Максвелл | страница 5



ОТЕЦ

Джон Клерк Максвелл, эсквайр, вовсе не обязан был жить в городе, и даже скорее, не должен был бы жить в Эдинбурге, поскольку был хоть небольшим, но лэйрдом. Ему от дяди, сэра Джорджа, шестого баронета Пеникуикского, отошло имение Миддлби на юге Шотландии. Старшему брату Джорджу отошли от дяди Пеникуик и баронетство — Джордж стал седьмым баронетом и владельцем семейной усадьбы, где время от времени и жил.

Если бы не чудачество одного из прадедов, определившего, что Пеникуик и Миддлби не могут наследоваться одним лицом, все отошло бы старшему брату сэру Джорджу, как того требовал обычай: земли и титул наследовались только старшим сыном. Но Джон уже с десяти лет был владельцем имения, правда крайне запущенного и бедного, и даже имел нескольких «вассалов».

В имение его не тянуло: Джон Клерк Максвелл (вторая фамилия — Максвелл — добавилась автоматически, как только он стал владельцем Миддлби — фамильным владением Максвеллов) предпочитал жить в городе. Он учился в Эдинбургском университете, изучал право, неповторимое шотландское право, берущее, как утверждают, начало непосредственно от римского, и стал в конце концов адвокатом, членом Скоттиш-Бара — адвокатской коллегии, разместившейся в Парламент-хаусе — здании суда, где некогда, до соединения с Англией, заседал шотландский парламент.

Но под «Судебными решениями» Моррисона и «Юридическими инструкциями» Стэра у Джона Клерка Максвелла всегда были искусно запрятаны или чертежи воздуходувной машины, или научные журналы. Он ненавидел юриспруденцию.

У Джона была твердая репутация ленивца — он поздно вставал, со вкусом завтракал, читал после завтрака «Эдинбург ревью», а потом неспешно отправлялся в старый город, на Хай-стрит, где примерно на середине склона Касл-Рока в Парламент-хаусе располагалась цитадель шотландского права, одним из защитников которой и состоял Джон Клерк Максвелл.

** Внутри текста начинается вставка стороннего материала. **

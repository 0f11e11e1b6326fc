//! Per-commit shaping of release-note records.

use chrono::{DateTime, SecondsFormat, Utc};
use serde::{Deserialize, Serialize};
use serde_json::{Map, Value};

/// Conventional commit type → release-note section title.
///
/// `*` is the fallback for anything not listed.
pub const RELEASE_NOTE_TYPES: &[(&str, &str)] = &[
    ("feat", "New features"),
    ("fix", "Bug fixes"),
    ("docs", "Documentation"),
    ("refactor", "Refactoring"),
    ("chore", "Maintenance"),
    ("*", "Other changes"),
];

const FALLBACK_TYPE: &str = "*";

/// A commit record as produced by a conventional-commits parser.
///
/// Only the fields the transform reads or writes are typed; everything else
/// is carried through in `extra` untouched.
#[derive(Debug, Clone, Default, PartialEq, Serialize, Deserialize)]
#[serde(rename_all = "camelCase")]
pub struct CommitRecord {
    #[serde(default, skip_serializing_if = "Option::is_none")]
    pub header: Option<String>,
    #[serde(default, skip_serializing_if = "Option::is_none")]
    pub subject: Option<String>,
    #[serde(default, skip_serializing_if = "Option::is_none")]
    pub body: Option<String>,
    #[serde(default, rename = "type", skip_serializing_if = "Option::is_none")]
    pub commit_type: Option<String>,
    #[serde(default, skip_serializing_if = "Option::is_none")]
    pub scope: Option<String>,
    #[serde(default, skip_serializing_if = "Option::is_none")]
    pub hidden: Option<bool>,
    #[serde(default, skip_serializing_if = "Option::is_none")]
    pub body_indented: Option<String>,
    #[serde(default, skip_serializing_if = "Option::is_none")]
    pub committer_date: Option<String>,
    #[serde(default, skip_serializing_if = "Option::is_none")]
    pub author_date: Option<String>,
    #[serde(flatten)]
    pub extra: Map<String, Value>,
}

/// Maps a raw commit type to its section title.
pub fn section_for(raw_type: Option<&str>) -> &'static str {
    let raw = match raw_type.map(str::trim) {
        Some(t) if !t.is_empty() && t != FALLBACK_TYPE => t.to_lowercase(),
        _ => FALLBACK_TYPE.to_string(),
    };

    let lookup = |key: &str| {
        RELEASE_NOTE_TYPES
            .iter()
            .find(|(t, _)| *t == key)
            .map(|(_, section)| *section)
    };
    lookup(&raw)
        .or_else(|| lookup(FALLBACK_TYPE))
        .unwrap_or("Other changes")
}

/// Returns `true` for merge commits GitHub creates.
pub fn is_merge_commit(header: &str) -> bool {
    let lower = header.to_lowercase();
    lower.starts_with("merge pull request") || lower.starts_with("merge branch")
}

/// Prefixes every line of a trimmed body with two spaces.
///
/// Returns `None` for a blank body.
pub fn indent_body(body: &str) -> Option<String> {
    let body = body.trim();
    if body.is_empty() {
        return None;
    }
    Some(
        body.lines()
            .map(|line| format!("  {}", line))
            .collect::<Vec<_>>()
            .join("\n"),
    )
}

/// Normalizes a commit date to ISO-8601 UTC with milliseconds.
///
/// Accepts RFC 3339 and RFC 2822. Anything else falls back to `now`.
pub fn normalize_date(raw: Option<&str>, now: DateTime<Utc>) -> String {
    let parsed = raw.and_then(|s| {
        let s = s.trim();
        DateTime::parse_from_rfc3339(s)
            .or_else(|_| DateTime::parse_from_rfc2822(s))
            .ok()
    });

    match parsed {
        Some(date) => date.with_timezone(&Utc),
        None => {
            log::debug!("Unparseable commit date {:?}; using now", raw);
            now
        }
    }
    .to_rfc3339_opts(SecondsFormat::Millis, true)
}

/// Shapes one commit for the release notes, or drops it.
///
/// Dropped: GitHub merge commits and commits without a subject.
pub fn transform_commit(commit: &CommitRecord, now: DateTime<Utc>) -> Option<CommitRecord> {
    let header = commit
        .header
        .as_deref()
        .filter(|h| !h.is_empty())
        .or(commit.subject.as_deref())
        .unwrap_or("");
    if is_merge_commit(header) {
        log::debug!("Dropping merge commit: {}", header);
        return None;
    }

    let subject = commit
        .subject
        .as_deref()
        .filter(|s| !s.is_empty())
        .or(commit.header.as_deref())
        .unwrap_or("");
    if subject.trim().is_empty() {
        return None;
    }

    let mut out = commit.clone();
    out.subject = Some(subject.to_string());
    out.hidden = Some(false);
    out.commit_type = Some(section_for(commit.commit_type.as_deref()).to_string());
    if let Some(indented) = commit.body.as_deref().and_then(indent_body) {
        out.body_indented = Some(indented);
    }

    let raw_date = first_date(commit);
    out.committer_date = Some(normalize_date(raw_date.as_deref(), now));

    Some(out)
}

fn first_date(commit: &CommitRecord) -> Option<String> {
    let non_empty = |s: &Option<String>| s.as_deref().filter(|d| !d.is_empty()).map(str::to_string);

    non_empty(&commit.committer_date)
        .or_else(|| non_empty(&commit.author_date))
        .or_else(|| {
            let nested = commit.extra.get("commit")?;
            ["/committer/date", "/author/date"]
                .iter()
                .find_map(|p| nested.pointer(p).and_then(Value::as_str))
                .map(str::to_string)
        })
}
//! Thin wrapper over the system `git` binary.

use crate::error::{ReleaseError, Result};
use std::path::Path;
use std::process::Command;

fn git_cmd(cwd: Option<&Path>) -> Command {
    let mut cmd = Command::new("git");
    if let Some(dir) = cwd {
        cmd.current_dir(dir);
    }
    cmd
}

/// Returns the full messages (`%B`) of every commit in `range`.
pub fn log_messages(range: &str, cwd: Option<&Path>) -> Result<String> {
    let output = git_cmd(cwd)
        .args(["log", "--format=%B", range])
        .output()
        .map_err(|e| ReleaseError::Git(format!("failed to run git log: {}", e)))?;

    if !output.status.success() {
        return Err(ReleaseError::Git(format!(
            "git log {} failed: {}",
            range,
            String::from_utf8_lossy(&output.stderr).trim()
        )));
    }

    Ok(String::from_utf8_lossy(&output.stdout).trim().to_string())
}

/// Returns the URL of `remote`, or `None` if git or the remote is missing.
pub fn remote_url(remote: &str, cwd: Option<&Path>) -> Option<String> {
    let key = format!("remote.{}.url", remote);
    match git_cmd(cwd).args(["config", "--get", &key]).output() {
        Ok(output) if output.status.success() => {
            let url = String::from_utf8_lossy(&output.stdout).trim().to_string();
            (!url.is_empty()).then_some(url)
        }
        Ok(_) => {
            log::debug!("No {} configured", key);
            None
        }
        Err(e) => {
            log::debug!("Git not available: {}", e);
            None
        }
    }
}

Ленивый Джон без большой охоты посещал заседания суда, питая неприязнь, как он сам говорил, к «грязным адвокатским делишкам». Жизнь в разоренном имении (там не было даже дома для лэйрда) его тоже не привлекала, и Джон влачил свои дни в Скоттиш-Баре, которые совсем были бы печальны и тоскливы, если бы нельзя было их перемежать иными, более приятными для Джона днями. Как только случалась возможность, Джон прекращал бесконечное шарканье по мраморным вестибюлям Пардамент-хауса и посвящал себя научным экспериментам, которыми он между делом, по-любительски занимался. Он был дилетантом, сознавал это и тяжело переживал. Джон был влюблен в науку, в ученых, в людей практической сметки, в своего ученого деда Джорджа, в людей, наиболее нужных и популярных в Великобритании, делавшей в то время невиданный нигде ранее скачок в промышленности, технике и науке. Центр мировой науки, блуждавший в Европе и постепенно покинувший Рим, Амстердам, Геттинген, Париж, наконец нашел свое временное местоположение на туманных берегах Альбиона.